Spreading the load: building a better hardware hacking community
Hardware hacking is often treated as an almost mystic art -- a perception reinforced as we regale those in other security fields with epic stories of intensely-clever practitioners who pierce the veil of abstraction to bring complex systems to their knees. It's easy to understand why hardware hackers seem so much like sorcerers: we leverage understanding of the fundamental but often-neglected hardware layer to undermine systems in surprisingly-powerful ways.
Unfortunately, the mystique surrounding hardware hacking often comes with a dramatic downside: the things that make hardware hacking seem mystical and exciting can also discourage people from picking up the art -- and can leave those in other security fields feeling like hardware techniques are well beyond their reach.
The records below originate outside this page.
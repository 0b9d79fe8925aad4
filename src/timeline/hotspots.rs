//! Ranking of methods by time spent inside the current viewport.
//!
//! Recomputed from scratch on every view change; the block set is bounded so
//! the full scan is cheap enough to keep the panel exactly in sync.

use super::viewport::Viewport;
use crate::data::{MethodStats, TraceBlock};
use std::collections::HashMap;

pub const DEFAULT_TOP_N: usize = 5;

/// Top `top_n` methods among the blocks that horizontally intersect
/// `[0, view_width]`, ordered by descending total duration.
///
/// Every thread contributes regardless of vertical position. Ties keep the
/// order in which each name was first encountered.
pub fn visible_hotspots(
    blocks: &[TraceBlock],
    viewport: &Viewport,
    top_n: usize,
) -> Vec<MethodStats> {
    let mut index_by_name: HashMap<&str, usize> = HashMap::new();
    let mut groups: Vec<MethodStats> = Vec::new();

    for block in blocks {
        if !viewport.intersects_horizontally(&viewport.block_rect(block)) {
            continue;
        }
        let index = *index_by_name.entry(block.name.as_str()).or_insert_with(|| {
            groups.push(MethodStats {
                name: block.name.clone(),
                total_duration_ms: 0.0,
                call_count: 0,
                percentage: 0.0,
            });
            groups.len() - 1
        });
        let group = &mut groups[index];
        group.total_duration_ms += block.duration_ms;
        group.call_count += 1;
    }

    // `sort_by` is stable, which gives the first-encountered tie-break.
    groups.sort_by(|a, b| b.total_duration_ms.total_cmp(&a.total_duration_ms));
    groups.truncate(top_n);
    for group in &mut groups {
        group.percentage = MethodStats::percentage_of(group.total_duration_ms, viewport.total_ms());
    }
    groups
}
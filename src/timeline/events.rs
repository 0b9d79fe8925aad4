use crate::data::TraceBlock;
use crate::session::TimelineSession;
use crate::Message;
use iced::mouse;
use iced::widget::canvas::{self, Geometry, Program};
use iced::{keyboard, Color, Point, Rectangle, Renderer, Size, Theme};
use unicode_width::UnicodeWidthStr;

use super::header::draw_ruler;
use super::viewport::BlockRect;
use super::{color_from_label, fit_label, LABEL_MIN_WIDTH, LABEL_PADDING, LABEL_SIZE};

const BLOCK_RADIUS: f32 = 2.0;
const TOOLTIP_OFFSET: f32 = 20.0;
const TOOLTIP_PADDING: f32 = 12.0;
const TOOLTIP_RADIUS: f32 = 8.0;
const TOOLTIP_TEXT_SIZE: f32 = 12.0;
const TOOLTIP_LINE_HEIGHT: f32 = 18.0;
/// Approximate advance of one column of tooltip text.
const TOOLTIP_COLUMN_WIDTH: f32 = 7.0;
/// Wheel pixels that count as one line.
const PIXELS_PER_LINE: f32 = 50.0;
/// Shift + wheel pan distance per line.
const PAN_PER_LINE: f32 = 30.0;

/// How one block is painted.
#[derive(Debug, Clone, Copy, PartialEq)]
pub struct BlockStyle {
    pub fill: Color,
    pub border: Color,
    pub border_width: f32,
}

impl BlockStyle {
    pub fn opacity(&self) -> f32 {
        self.fill.a
    }

    /// Labels are skipped on dimmed blocks.
    pub fn shows_label(&self, width: f64) -> bool {
        width > LABEL_MIN_WIDTH && self.opacity() > 0.5
    }
}

/// `filter_match` is `None` when no filter is active.
pub fn block_style(name: &str, selected: bool, filter_match: Option<bool>) -> BlockStyle {
    let opacity = match (selected, filter_match) {
        (true, _) => 1.0,
        (false, Some(true)) => 1.0,
        (false, Some(false)) => 0.1,
        (false, None) => 0.8,
    };
    let (border, border_width) = if selected {
        (Color::from_rgb(1.0, 0.85, 0.0), 2.0)
    } else if filter_match == Some(true) {
        (Color::WHITE, 1.2)
    } else {
        (Color::from_rgba(0.0, 0.0, 0.0, 0.6), 0.5)
    };
    BlockStyle {
        fill: Color {
            a: opacity,
            ..color_from_label(name)
        },
        border,
        border_width,
    }
}

/// Lines shown in the hover tooltip.
pub fn tooltip_lines(block: &TraceBlock) -> [String; 2] {
    [
        format!("Method: {}", block.name),
        format!("Duration: {:.2}ms", block.duration_ms),
    ]
}

/// Wheel zoom factor for a scroll of `lines`; positive lines zoom in.
pub fn wheel_zoom_factor(lines: f32) -> f64 {
    1.1f64.powf(lines as f64)
}

fn scroll_lines(delta: &mouse::ScrollDelta) -> f32 {
    match delta {
        mouse::ScrollDelta::Lines { y, .. } => *y,
        mouse::ScrollDelta::Pixels { y, .. } => *y / PIXELS_PER_LINE,
    }
}

/// Draws the block overlay, ruler and tooltip over the composited base layer
/// and turns pointer input into view messages.
pub struct OverlayProgram<'a> {
    pub session: &'a TimelineSession,
}

#[derive(Default)]
pub struct OverlayState {
    pub modifiers: keyboard::Modifiers,
    pub press_position: Option<Point>,
    pub last_drag_position: Option<Point>,
    pub dragging: bool,
}

/// A message published by the overlay, and whether it consumes the event.
#[derive(Debug, Clone, PartialEq)]
struct Reaction {
    message: Message,
    capture: bool,
}

impl Reaction {
    fn publish(message: Message) -> Self {
        Self {
            message,
            capture: false,
        }
    }

    fn capture(message: Message) -> Self {
        Self {
            message,
            capture: true,
        }
    }

    fn into_action(self) -> canvas::Action<Message> {
        let action = canvas::Action::publish(self.message);
        if self.capture { action.and_capture() } else { action }
    }
}

impl OverlayProgram<'_> {
    /// Input is handled first. A size change is reported on the next event
    /// that publishes nothing, which includes every redraw.
    fn react(
        &self,
        state: &mut OverlayState,
        event: &iced::Event,
        bounds: Rectangle,
        cursor: mouse::Cursor,
    ) -> Option<Reaction> {
        self.react_to_input(state, event, bounds, cursor)
            .or_else(|| self.resize_reaction(bounds))
    }

    fn resize_reaction(&self, bounds: Rectangle) -> Option<Reaction> {
        let viewport = self.session.viewport();
        if bounds.width as f64 == viewport.view_width && bounds.height as f64 == viewport.view_height {
            return None;
        }
        Some(Reaction::publish(Message::ViewportResized {
            width: bounds.width,
            height: bounds.height,
        }))
    }

    fn react_to_input(
        &self,
        state: &mut OverlayState,
        event: &iced::Event,
        bounds: Rectangle,
        cursor: mouse::Cursor,
    ) -> Option<Reaction> {
        match event {
            iced::Event::Keyboard(keyboard::Event::ModifiersChanged(modifiers)) => {
                state.modifiers = *modifiers;
            }
            iced::Event::Mouse(mouse::Event::ButtonPressed(mouse::Button::Left)) => {
                if let Some(position) = cursor.position_in(bounds) {
                    state.press_position = Some(position);
                    state.last_drag_position = Some(position);
                    state.dragging = false;
                    return Some(Reaction::capture(Message::Pressed));
                }
            }
            iced::Event::Mouse(mouse::Event::ButtonReleased(mouse::Button::Left)) => {
                state.press_position = None;
                state.last_drag_position = None;
                state.dragging = false;
            }
            iced::Event::Mouse(mouse::Event::CursorMoved { .. }) => {
                if let Some(press_position) = state.press_position {
                    let position = cursor.position_from(bounds.position()).unwrap_or(press_position);
                    let delta = position - press_position;
                    if !state.dragging && delta.x.hypot(delta.y) > super::DRAG_THRESHOLD as f32 {
                        state.dragging = true;
                    }
                    if state.dragging {
                        let last = state.last_drag_position.unwrap_or(press_position);
                        state.last_drag_position = Some(position);
                        return Some(Reaction::capture(Message::Panned {
                            dx: position.x - last.x,
                            dy: position.y - last.y,
                        }));
                    }
                }
                return match cursor.position_in(bounds) {
                    Some(position) => Some(Reaction::publish(Message::PointerMoved(position))),
                    None => self.pointer_left(),
                };
            }
            iced::Event::Mouse(mouse::Event::CursorLeft) => return self.pointer_left(),
            iced::Event::Mouse(mouse::Event::WheelScrolled { delta }) => {
                if let Some(position) = cursor.position_in(bounds) {
                    let lines = scroll_lines(delta);
                    if lines == 0.0 {
                        return None;
                    }
                    let message = if state.modifiers.shift() {
                        Message::Panned {
                            dx: lines * PAN_PER_LINE,
                            dy: 0.0,
                        }
                    } else {
                        Message::Zoomed {
                            lines,
                            x: position.x,
                        }
                    };
                    return Some(Reaction::capture(message));
                }
            }
            _ => {}
        }
        None
    }

    /// Only the first move off the overlay needs to clear the hover.
    fn pointer_left(&self) -> Option<Reaction> {
        self.session
            .pointer()
            .is_some()
            .then(|| Reaction::publish(Message::PointerLeft))
    }

    fn draw_block(&self, frame: &mut canvas::Frame, block: &TraceBlock, rect: BlockRect, index: usize) {
        let session = self.session;
        let selected = session.selected_index() == Some(index);
        let filter_match = session
            .filter_active()
            .then(|| session.matches_filter(&block.name));
        let style = block_style(&block.name, selected, filter_match);

        let position = Point::new(rect.x as f32, rect.y as f32);
        let size = Size::new((rect.width as f32).max(1.0), rect.height as f32);
        let path = canvas::Path::rounded_rectangle(position, size, BLOCK_RADIUS.into());
        frame.fill(&path, style.fill);
        frame.stroke(
            &path,
            canvas::Stroke::default()
                .with_color(style.border)
                .with_width(style.border_width),
        );

        if !style.shows_label(rect.width) {
            return;
        }
        let Some(label) = fit_label(&block.name, rect.width - 2.0 * LABEL_PADDING) else {
            return;
        };
        frame.with_clip(Rectangle::new(position, size), |frame| {
            frame.fill_text(canvas::Text {
                content: label,
                position: Point::new(LABEL_PADDING as f32, size.height / 2.0),
                color: Color::from_rgba(0.1, 0.1, 0.1, style.opacity()),
                size: LABEL_SIZE.into(),
                align_y: iced::alignment::Vertical::Center.into(),
                ..Default::default()
            });
        });
    }

    fn draw_tooltip(&self, frame: &mut canvas::Frame, block: &TraceBlock, pointer: Point) {
        let lines = tooltip_lines(block);
        let columns = lines.iter().map(|line| line.width()).max().unwrap_or(0);
        let size = Size::new(
            columns as f32 * TOOLTIP_COLUMN_WIDTH + 2.0 * TOOLTIP_PADDING,
            lines.len() as f32 * TOOLTIP_LINE_HEIGHT + 2.0 * TOOLTIP_PADDING,
        );

        // Keep the box on screen when the pointer is near the right or bottom edge.
        let viewport = self.session.viewport();
        let mut origin = Point::new(pointer.x + TOOLTIP_OFFSET, pointer.y + TOOLTIP_OFFSET);
        let max_x = viewport.view_width as f32 - size.width;
        let max_y = viewport.view_height as f32 - size.height;
        if origin.x > max_x {
            origin.x = (pointer.x - TOOLTIP_OFFSET - size.width).max(0.0);
        }
        if origin.y > max_y {
            origin.y = (pointer.y - TOOLTIP_OFFSET - size.height).max(0.0);
        }

        frame.fill(
            &canvas::Path::rounded_rectangle(origin, size, TOOLTIP_RADIUS.into()),
            Color::from_rgba8(0x1E, 0x1E, 0x1E, 0xF0 as f32 / 255.0),
        );
        for (row, line) in lines.into_iter().enumerate() {
            frame.fill_text(canvas::Text {
                content: line,
                position: Point::new(
                    origin.x + TOOLTIP_PADDING,
                    origin.y + TOOLTIP_PADDING + row as f32 * TOOLTIP_LINE_HEIGHT,
                ),
                color: Color::WHITE,
                size: TOOLTIP_TEXT_SIZE.into(),
                ..Default::default()
            });
        }
    }
}

impl Program<Message> for OverlayProgram<'_> {
    type State = OverlayState;

    fn draw(
        &self,
        _state: &Self::State,
        renderer: &Renderer,
        _theme: &Theme,
        bounds: Rectangle,
        _cursor: mouse::Cursor,
    ) -> Vec<Geometry> {
        let mut frame = canvas::Frame::new(renderer, bounds.size());
        let viewport = self.session.viewport();

        for (index, block, rect) in viewport.visible_blocks(self.session.metadata().blocks()) {
            self.draw_block(&mut frame, block, rect, index);
        }

        draw_ruler(&mut frame, viewport);

        if let (Some(block), Some((x, y))) = (self.session.hovered_block(), self.session.pointer()) {
            self.draw_tooltip(&mut frame, block, Point::new(x as f32, y as f32));
        }

        vec![frame.into_geometry()]
    }

    fn update(
        &self,
        state: &mut Self::State,
        event: &iced::Event,
        bounds: Rectangle,
        cursor: mouse::Cursor,
    ) -> Option<canvas::Action<Message>> {
        self.react(state, event, bounds, cursor).map(Reaction::into_action)
    }

    fn mouse_interaction(
        &self,
        state: &Self::State,
        bounds: Rectangle,
        cursor: mouse::Cursor,
    ) -> mouse::Interaction {
        if state.dragging {
            mouse::Interaction::Grabbing
        } else if cursor.is_over(bounds) && self.session.hovered_index().is_some() {
            mouse::Interaction::Pointer
        } else {
            mouse::Interaction::default()
        }
    }
}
These issues are reflected in the hardware itself: all too often, hardware specifics are hidden as 'implementation details' that ordinary engineers need not understand -- and all too often, these unaudited details hide significant security issues.
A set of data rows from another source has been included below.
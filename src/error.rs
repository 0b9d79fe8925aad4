//! Error types for the GPU side of the frame pipeline.
//!
//! Everything else in the timeline saturates instead of failing, so this is
//! the only error enum in the crate.

use std::time::Duration;
use thiserror::Error;

#[derive(Error, Debug, Clone, PartialEq)]
pub enum GpuError {
    #[error("No GPU adapter available: {0}")]
    AdapterUnavailable(String),

    #[error("Failed to create GPU device: {0}")]
    DeviceCreation(String),

    #[error("Target texture {width}x{height} exceeds the device limit of {limit}")]
    TextureTooLarge { width: u32, height: u32, limit: u32 },

    #[error("Failed to create target texture: {0}")]
    TextureCreation(String),

    #[error("Failed to create transfer buffer: {0}")]
    TransferBufferCreation(String),

    #[error("No command context available")]
    CommandContextUnavailable,

    #[error("GPU fence did not signal within {0:?}")]
    FenceTimeout(Duration),

    #[error("Failed to map transfer buffer: {0}")]
    Map(String),

    #[error("Readback produced {actual} bytes, expected {expected}")]
    ReadbackSize { expected: usize, actual: usize },

    #[error("GPU device lost: {0}")]
    DeviceLost(String),
}

impl GpuError {
    /// Device-level failures that no later frame can recover from.
    pub fn is_fatal(&self) -> bool {
        matches!(
            self,
            GpuError::AdapterUnavailable(_)
                | GpuError::DeviceCreation(_)
                | GpuError::FenceTimeout(_)
                | GpuError::DeviceLost(_)
        )
    }
}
This keynote address explores examples of significant hardware vulnerabilities discovered by the speaker -- touching on the hardware techniques that led to their discovery -- and shows how these issues arose not just from failures of hardware design practice, but from shortcomings in the way we treat hardware security as a community. As we explore these shortcomings, the address will pivot to the core opportunity we have as hardware hackers: the ability to, together, build a better hardware hacking community.
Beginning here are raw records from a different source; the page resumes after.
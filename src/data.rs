use rand::rngs::StdRng;
use rand::{Rng, SeedableRng};
use rayon::prelude::*;

/// Deepest nesting level the built-in data source produces.
const MAX_GENERATED_DEPTH: u32 = 8;
/// Spans shorter than this are not subdivided further.
const MIN_SUBDIVIDED_SPAN_MS: f64 = 50.0;
/// Blocks shorter than this end the current nesting level.
const MIN_BLOCK_MS: f64 = 20.0;
/// Idle gap between sibling blocks.
const SIBLING_GAP_MS: f64 = 10.0;
const METHOD_NAME_COUNT: u32 = 50;

#[derive(Debug, Clone, PartialEq)]
pub struct TraceBlock {
    pub name: String,
    pub start_ms: f64,
    pub duration_ms: f64,
    pub depth: u32,
    pub thread_id: u32,
    pub source_file: Option<String>,
    pub line: Option<u32>,
}

impl TraceBlock {
    pub fn new(name: impl Into<String>, start_ms: f64, duration_ms: f64) -> Self {
        Self {
            name: name.into(),
            start_ms,
            // Negative durations degrade to zero-width blocks.
            duration_ms: if duration_ms.is_finite() {
                duration_ms.max(0.0)
            } else {
                0.0
            },
            depth: 0,
            thread_id: 0,
            source_file: None,
            line: None,
        }
    }

    #[must_use]
    pub fn at(mut self, thread_id: u32, depth: u32) -> Self {
        self.thread_id = thread_id;
        self.depth = depth;
        self
    }

    #[must_use]
    pub fn with_source(mut self, file: impl Into<String>, line: u32) -> Self {
        self.source_file = Some(file.into());
        self.line = Some(line);
        self
    }

    #[cfg(test)]
    pub fn end_ms(&self) -> f64 {
        self.start_ms + self.duration_ms
    }
}

#[derive(Debug, Clone, PartialEq)]
pub struct MethodStats {
    pub name: String,
    pub total_duration_ms: f64,
    pub call_count: usize,
    pub percentage: f64,
}

impl MethodStats {
    pub fn percentage_of(total_duration_ms: f64, trace_total_ms: f64) -> f64 {
        if trace_total_ms > 0.0 && trace_total_ms.is_finite() {
            total_duration_ms / trace_total_ms * 100.0
        } else {
            0.0
        }
    }
}

/// The loaded trace. Read-only once constructed; block order is the draw
/// order and the hit-test priority (later blocks win).
#[derive(Debug, Clone)]
pub struct TraceMetadata {
    pub process_name: String,
    pub total_duration_ms: f64,
    blocks: Vec<TraceBlock>,
    thread_count: u32,
    max_depth: u32,
}

impl TraceMetadata {
    pub fn new(
        process_name: impl Into<String>,
        total_duration_ms: f64,
        blocks: Vec<TraceBlock>,
    ) -> Self {
        let thread_count = blocks.iter().map(|b| b.thread_id + 1).max().unwrap_or(0);
        let max_depth = blocks.iter().map(|b| b.depth).max().unwrap_or(0);
        Self {
            process_name: process_name.into(),
            total_duration_ms: if total_duration_ms.is_finite() {
                total_duration_ms.max(0.0)
            } else {
                0.0
            },
            blocks,
            thread_count,
            max_depth,
        }
    }

    pub fn blocks(&self) -> &[TraceBlock] {
        &self.blocks
    }

    pub fn block(&self, index: usize) -> Option<&TraceBlock> {
        self.blocks.get(index)
    }

    #[cfg(test)]
    pub fn is_empty(&self) -> bool {
        self.blocks.is_empty()
    }

    pub fn thread_count(&self) -> u32 {
        self.thread_count
    }

    pub fn max_depth(&self) -> u32 {
        self.max_depth
    }

    /// Index of the first block (in insertion order) named `name`.
    pub fn first_block_named(&self, name: &str) -> Option<usize> {
        self.blocks.iter().position(|b| b.name == name)
    }

    /// Aggregate statistics for every block named `name` across the whole trace.
    pub fn stats_for_method(&self, name: &str) -> MethodStats {
        let (total, count) = self
            .blocks
            .iter()
            .filter(|b| b.name == name)
            .fold((0.0, 0usize), |(total, count), b| (total + b.duration_ms, count + 1));

        MethodStats {
            name: name.to_string(),
            total_duration_ms: total,
            call_count: count,
            percentage: MethodStats::percentage_of(total, self.total_duration_ms),
        }
    }
}

/// Build a synthetic trace: `thread_count` lanes of recursively nested calls
/// covering `[0, total_ms)`.
///
/// Each lane is generated on its own RNG seeded from `seed + thread_id`, so
/// lanes can be produced in parallel while the output stays identical for a
/// given seed.
pub fn generate_mock_data(seed: u64, thread_count: u32, total_ms: f64) -> TraceMetadata {
    let total_ms = if total_ms.is_finite() && total_ms > 0.0 {
        total_ms
    } else {
        1.0
    };
    let source_file = concat!(env!("CARGO_MANIFEST_DIR"), "/src/main.rs");

    let lanes: Vec<Vec<TraceBlock>> = (0..thread_count)
        .into_par_iter()
        .map(|thread_id| {
            let mut rng = StdRng::seed_from_u64(seed.wrapping_add(thread_id as u64));
            let mut blocks = Vec::new();
            generate_lane(
                &mut blocks,
                &mut rng,
                source_file,
                thread_id,
                0.0,
                total_ms,
                0,
            );
            blocks
        })
        .collect();

    let blocks: Vec<TraceBlock> = lanes.into_iter().flatten().collect();
    log::info!(
        "Generated {} blocks across {} threads (seed {seed}, {total_ms} ms)",
        blocks.len(),
        thread_count
    );
    TraceMetadata::new("SampleProcess", total_ms, blocks)
}

fn generate_lane(
    blocks: &mut Vec<TraceBlock>,
    rng: &mut StdRng,
    source_file: &str,
    thread_id: u32,
    start: f64,
    end: f64,
    depth: u32,
) {
    if depth > MAX_GENERATED_DEPTH || end - start < MIN_SUBDIVIDED_SPAN_MS {
        return;
    }

    let mut current = start;
    while current < end {
        let duration = (end - current) * rng.random::<f64>() * 0.8;
        if duration < MIN_BLOCK_MS {
            break;
        }

        let name = format!("Method_{}", rng.random_range(0..METHOD_NAME_COUNT));
        let line = rng.random_range(1..30);
        blocks.push(
            TraceBlock::new(name, current, duration)
                .at(thread_id, depth)
                .with_source(source_file, line),
        );
        generate_lane(blocks, rng, source_file, thread_id, current, current + duration, depth + 1);
        current += duration + SIBLING_GAP_MS;
    }
}

#[cfg(test)]
mod tests {
    use super::*;

    fn sample() -> TraceMetadata {
        TraceMetadata::new(
            "test",
            100.0,
            vec![
                TraceBlock::new("A", 0.0, 10.0),
                TraceBlock::new("A", 20.0, 5.0),
                TraceBlock::new("B", 40.0, 20.0).at(1, 0),
            ],
        )
    }

    #[test]
    fn test_stats_for_method() {
        let meta = sample();
        let a = meta.stats_for_method("A");
        assert_eq!(a.call_count, 2);
        assert_eq!(a.total_duration_ms, 15.0);
        assert!((a.percentage - 15.0).abs() < 1e-9);

        let b = meta.stats_for_method("B");
        assert_eq!(b.call_count, 1);
        assert!((b.percentage - b.total_duration_ms / meta.total_duration_ms * 100.0).abs() < 1e-9);
    }

    #[test]
    fn test_stats_for_absent_method() {
        let stats = sample().stats_for_method("missing");
        assert_eq!(stats.call_count, 0);
        assert_eq!(stats.total_duration_ms, 0.0);
        assert_eq!(stats.percentage, 0.0);
    }

    #[test]
    fn test_percentage_guarded_for_zero_total() {
        let meta = TraceMetadata::new("empty", 0.0, vec![TraceBlock::new("A", 0.0, 10.0)]);
        assert_eq!(meta.stats_for_method("A").percentage, 0.0);
    }

    #[test]
    fn test_negative_duration_clamped() {
        let block = TraceBlock::new("A", 5.0, -3.0);
        assert_eq!(block.duration_ms, 0.0);
        assert_eq!(block.end_ms(), 5.0);
    }

    #[test]
    fn test_derived_lane_info() {
        let meta = TraceMetadata::new(
            "lanes",
            10.0,
            vec![TraceBlock::new("A", 0.0, 1.0).at(3, 2), TraceBlock::new("B", 0.0, 1.0)],
        );
        assert_eq!(meta.thread_count(), 4);
        assert_eq!(meta.max_depth(), 2);
        assert_eq!(meta.first_block_named("B"), Some(1));
        assert_eq!(meta.first_block_named("C"), None);
    }

    #[test]
    fn test_mock_data_is_deterministic() {
        let a = generate_mock_data(42, 4, 10_000.0);
        let b = generate_mock_data(42, 4, 10_000.0);
        assert!(!a.is_empty());
        assert_eq!(a.blocks(), b.blocks());
        assert!(a.thread_count() <= 4);
    }

    #[test]
    fn test_mock_data_shape() {
        let meta = generate_mock_data(7, 2, 10_000.0);
        assert_eq!(meta.total_duration_ms, 10_000.0);
        for block in meta.blocks() {
            assert!(block.duration_ms >= MIN_BLOCK_MS);
            assert!(block.depth <= MAX_GENERATED_DEPTH);
            assert!(block.end_ms() <= 10_000.0 + 1e-6);
            assert!(block.name.starts_with("Method_"));
            assert!(block.source_file.is_some());
        }
        // Lanes are concatenated in thread order.
        let threads: Vec<u32> = meta.blocks().iter().map(|b| b.thread_id).collect();
        assert!(threads.windows(2).all(|w| w[0] <= w[1]));
    }

    #[test]
    fn test_children_follow_parents() {
        let meta = generate_mock_data(3, 1, 10_000.0);
        for (index, block) in meta.blocks().iter().enumerate() {
            if block.depth == 0 {
                continue;
            }
            let parent = meta.blocks()[..index]
                .iter()
                .rev()
                .find(|p| p.depth + 1 == block.depth);
            let parent = parent.expect("nested block has an earlier parent");
            assert!(parent.start_ms <= block.start_ms);
            assert!(block.end_ms() <= parent.end_ms() + 1e-6);
        }
    }
}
Kate Temkin (@ktemkin) is a hardware hacker and low-level engineer who spends most of her time exploring the hardware/software boundary and figuring out how to empower people with educational technology. Her recent interests include embedded bootrom security, hacking the Nintendo Switch, and developing tools that make techniques like hardware fault injection more accessible.
When not hacking hardware, she maintains and contributes to a variety of open-source projects, including GlitchKit, FaceDancer, and GreatFET, and probably spends more time than she should reverse engineering and be creating educational materials. As part of her educational efforts, Kate regularly streams reverse engineering and hardware-hacking content on YouTube and Twitch.